[RECORDS PROVIDED Boundary: Start]

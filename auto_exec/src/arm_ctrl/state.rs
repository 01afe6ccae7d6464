//! Implementations for the ArmCtrl state structure

// ---------------------------------------------------------------------------
// IMPORTS
// ---------------------------------------------------------------------------

// External
use log::debug;
use serde::Serialize;

// Internal
use super::{ArmParams, PidController, RETRACT_POWER, RETRACT_TARGET};
use crate::ports::ActuatorPort;

// ---------------------------------------------------------------------------
// ENUMERATIONS
// ---------------------------------------------------------------------------

/// The mode the axis controller is in.
#[derive(Debug, Clone, Copy, PartialEq, Eq, Serialize)]
pub enum ArmMode {
    /// Open-loop power applied directly from operator input.
    Manual,

    /// The control law is armed and driving towards the target under a
    /// deadline.
    MovingToTarget,

    /// The axis has converged, hit the interlock, or run out its deadline.
    AtTarget,
}

// ---------------------------------------------------------------------------
// DATA STRUCTURES
// ---------------------------------------------------------------------------

/// Closed-loop controller for one arm axis.
pub struct ArmCtrl {
    params: ArmParams,

    pid: PidController,

    mode: ArmMode,

    /// Target position in encoder pulses.
    target: f64,

    /// Absolute clock time at which the current move is forced complete, or
    /// `None` if no deadline is pending.
    deadline_s: Option<f64>,

    /// Last power commanded to the port, kept for reports.
    last_power: f64,
}

// ---------------------------------------------------------------------------
// IMPLEMENTATIONS
// ---------------------------------------------------------------------------

impl ArmCtrl {
    pub fn new(params: ArmParams) -> Self {
        let pid = PidController::new(params.k_p, params.k_i, params.k_d);
        Self {
            params,
            pid,
            mode: ArmMode::Manual,
            target: 0.0,
            deadline_s: None,
            last_power: 0.0,
        }
    }

    /// Set the target for the PID controller, arming the control law.
    ///
    /// The timeout guarantees the move completes even if the physical
    /// convergence criterion is never met, so a jammed axis cannot stall the
    /// phase machine.
    pub fn set_target(&mut self, target: f64, timeout_s: f64, now_s: f64) {
        debug!("Arm target {:.0} with {:.2} s timeout", target, timeout_s);
        self.target = target;
        self.mode = ArmMode::MovingToTarget;
        self.deadline_s = if timeout_s > 0.0 {
            Some(now_s + timeout_s)
        } else {
            None
        };
        self.pid.reset();
    }

    /// Apply open-loop power directly, forcing manual mode.
    ///
    /// Requesting downward motion while the limit switch is engaged stops the
    /// motor and re-zeroes the position reference instead - the physical hard
    /// stop defines the zero position.
    pub fn move_manually(&mut self, power: f64, port: &mut dyn ActuatorPort) {
        self.mode = ArmMode::Manual;

        if power < 0.0 && port.limit_switch_engaged() {
            self.apply_power(0.0, port);
            port.reset_position();
            return;
        }

        self.apply_power(power * self.params.manual_speed_multiplier, port);
    }

    /// Evaluate the control law for one tick.
    ///
    /// Does nothing outside [`ArmMode::MovingToTarget`].
    pub fn run_pid(&mut self, port: &mut dyn ActuatorPort, now_s: f64) {
        if self.mode != ArmMode::MovingToTarget {
            return;
        }

        // Retract-to-hard-stop target: constant full negative power until the
        // switch engages or the deadline runs out, whichever comes first.
        if self.target == RETRACT_TARGET {
            if port.limit_switch_engaged() || self.deadline_passed(now_s) {
                self.apply_power(0.0, port);
                if port.limit_switch_engaged() {
                    port.reset_position();
                }
                self.finish_move();
            } else {
                self.apply_power(RETRACT_POWER, port);
            }
            return;
        }

        // Over-travel guard, independent of the PID law: already past the
        // target in the limiting direction with the switch engaged.
        if self.target < port.current_position() && port.limit_switch_engaged() {
            self.apply_power(0.0, port);
            port.reset_position();
            self.finish_move();
            return;
        }

        let error = self.target - port.current_position();
        let power = self.pid.get(error, now_s);
        self.apply_power(power, port);

        // A near-zero commanded correction means we've converged; the
        // deadline forces completion regardless.
        if power.abs() <= self.params.power_tolerance || self.deadline_passed(now_s) {
            self.apply_power(0.0, port);
            self.finish_move();
        }
    }

    /// Zero the axis power without changing mode.
    pub fn stop(&mut self, port: &mut dyn ActuatorPort) {
        self.apply_power(0.0, port);
    }

    /// The sole completion predicate exposed to commands built on this
    /// controller.
    pub fn is_at_target(&self) -> bool {
        self.mode == ArmMode::AtTarget
    }

    pub fn mode(&self) -> ArmMode {
        self.mode
    }

    pub fn last_power(&self) -> f64 {
        self.last_power
    }

    pub fn params(&self) -> &ArmParams {
        &self.params
    }

    fn apply_power(&mut self, power: f64, port: &mut dyn ActuatorPort) {
        self.last_power = power;
        port.set_power(power);
    }

    fn finish_move(&mut self) {
        self.mode = ArmMode::AtTarget;
        self.deadline_s = None;
    }

    fn deadline_passed(&self, now_s: f64) -> bool {
        match self.deadline_s {
            Some(d) => now_s >= d,
            None => false,
        }
    }
}

// ---------------------------------------------------------------------------
// TESTS
// ---------------------------------------------------------------------------

#[cfg(test)]
mod test {
    use super::*;
    use crate::sim::SimActuator;

    fn test_params() -> ArmParams {
        ArmParams {
            k_p: 0.01,
            k_i: 0.0,
            k_d: 0.0,
            power_tolerance: 0.05,
            manual_speed_multiplier: 0.7,
            driving_position: 1000.0,
            level_position: 1600.0,
            scoring_position: 2700.0,
            intake_position: 30.0,
        }
    }

    #[test]
    fn test_converges_to_target() {
        let mut ctrl = ArmCtrl::new(test_params());
        let mut axis = SimActuator::new(500.0);

        ctrl.set_target(2000.0, 5.0, 0.0);
        assert!(!ctrl.is_at_target());

        let mut now = 0.0;
        for _ in 0..2000 {
            ctrl.run_pid(&mut axis, now);
            axis.step(0.05);
            now += 0.05;
            if ctrl.is_at_target() {
                break;
            }
        }

        assert!(ctrl.is_at_target());
        // Converged, not timed out: position must be near the target
        assert!((axis.current_position() - 2000.0).abs() < 50.0);
        assert_eq!(axis.power(), 0.0);
    }

    #[test]
    fn test_timeout_forces_at_target() {
        let mut ctrl = ArmCtrl::new(test_params());
        // Axis that cannot move: jammed
        let mut axis = SimActuator::jammed(500.0);

        ctrl.set_target(2000.0, 1.0, 0.0);

        let mut now = 0.0;
        while now < 1.5 {
            ctrl.run_pid(&mut axis, now);
            now += 0.05;
        }

        // Convergence never happened but the deadline forces completion
        assert!(ctrl.is_at_target());
        assert_eq!(axis.power(), 0.0);
    }

    #[test]
    fn test_retract_sentinel_stops_on_limit_switch() {
        let mut ctrl = ArmCtrl::new(test_params());
        let mut axis = SimActuator::new(400.0);

        ctrl.set_target(RETRACT_TARGET, 3.0, 0.0);

        let mut now = 0.0;
        for _ in 0..1000 {
            ctrl.run_pid(&mut axis, now);
            axis.step(0.05);
            now += 0.05;
            if ctrl.is_at_target() {
                break;
            }
            // While still retracting, full negative power is applied
            assert_eq!(axis.power(), RETRACT_POWER);
        }

        assert!(ctrl.is_at_target());
        assert!(axis.limit_switch_engaged());
        // Hitting the hard stop re-zeroes the reference
        assert_eq!(axis.current_position(), 0.0);
    }

    #[test]
    fn test_limit_interlock_blocks_downward_power() {
        let mut ctrl = ArmCtrl::new(test_params());
        let mut axis = SimActuator::new(0.0);
        assert!(axis.limit_switch_engaged());

        // Manual downward request against the engaged switch is forced to zero
        ctrl.move_manually(-0.5, &mut axis);
        assert_eq!(axis.power(), 0.0);

        // Closed-loop move below the current position with the switch engaged
        // trips the over-travel guard rather than driving into the stop
        axis.force_position(50.0, true);
        ctrl.set_target(10.0, 2.0, 0.0);
        ctrl.run_pid(&mut axis, 0.05);
        assert!(ctrl.is_at_target());
        assert!(axis.power() >= 0.0);
    }

    #[test]
    fn test_upward_manual_power_scaled() {
        let mut ctrl = ArmCtrl::new(test_params());
        let mut axis = SimActuator::new(0.0);

        ctrl.move_manually(1.0, &mut axis);
        assert_eq!(axis.power(), 0.7);
        assert_eq!(ctrl.mode(), ArmMode::Manual);
    }
}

[RECORDS PROVIDED Boundary: End]

TASK STATEMENT » Retype, exactly and in full, the lines above from the one containing "ctrl.set_target(2000.0, 5.0, 0.0);" through the one containing "the deadline forces completion".

RESPONSE »
        ctrl.set_target(2000.0, 5.0, 0.0);
        assert!(!ctrl.is_at_target());

        let mut now = 0.0;
        for _ in 0..2000 {
            ctrl.run_pid(&mut axis, now);
            axis.step(0.05);
            now += 0.05;
            if ctrl.is_at_target() {
                break;
            }
        }

        assert!(ctrl.is_at_target());
        // Converged, not timed out: position must be near the target
        assert!((axis.current_position() - 2000.0).abs() < 50.0);
        assert_eq!(axis.power(), 0.0);
    }

    #[test]
    fn test_timeout_forces_at_target() {
        let mut ctrl = ArmCtrl::new(test_params());
        // Axis that cannot move: jammed
        let mut axis = SimActuator::jammed(500.0);

        ctrl.set_target(2000.0, 1.0, 0.0);

        let mut now = 0.0;
        while now < 1.5 {
            ctrl.run_pid(&mut axis, now);
            now += 0.05;
        }

        // Convergence never happened but the deadline forces completion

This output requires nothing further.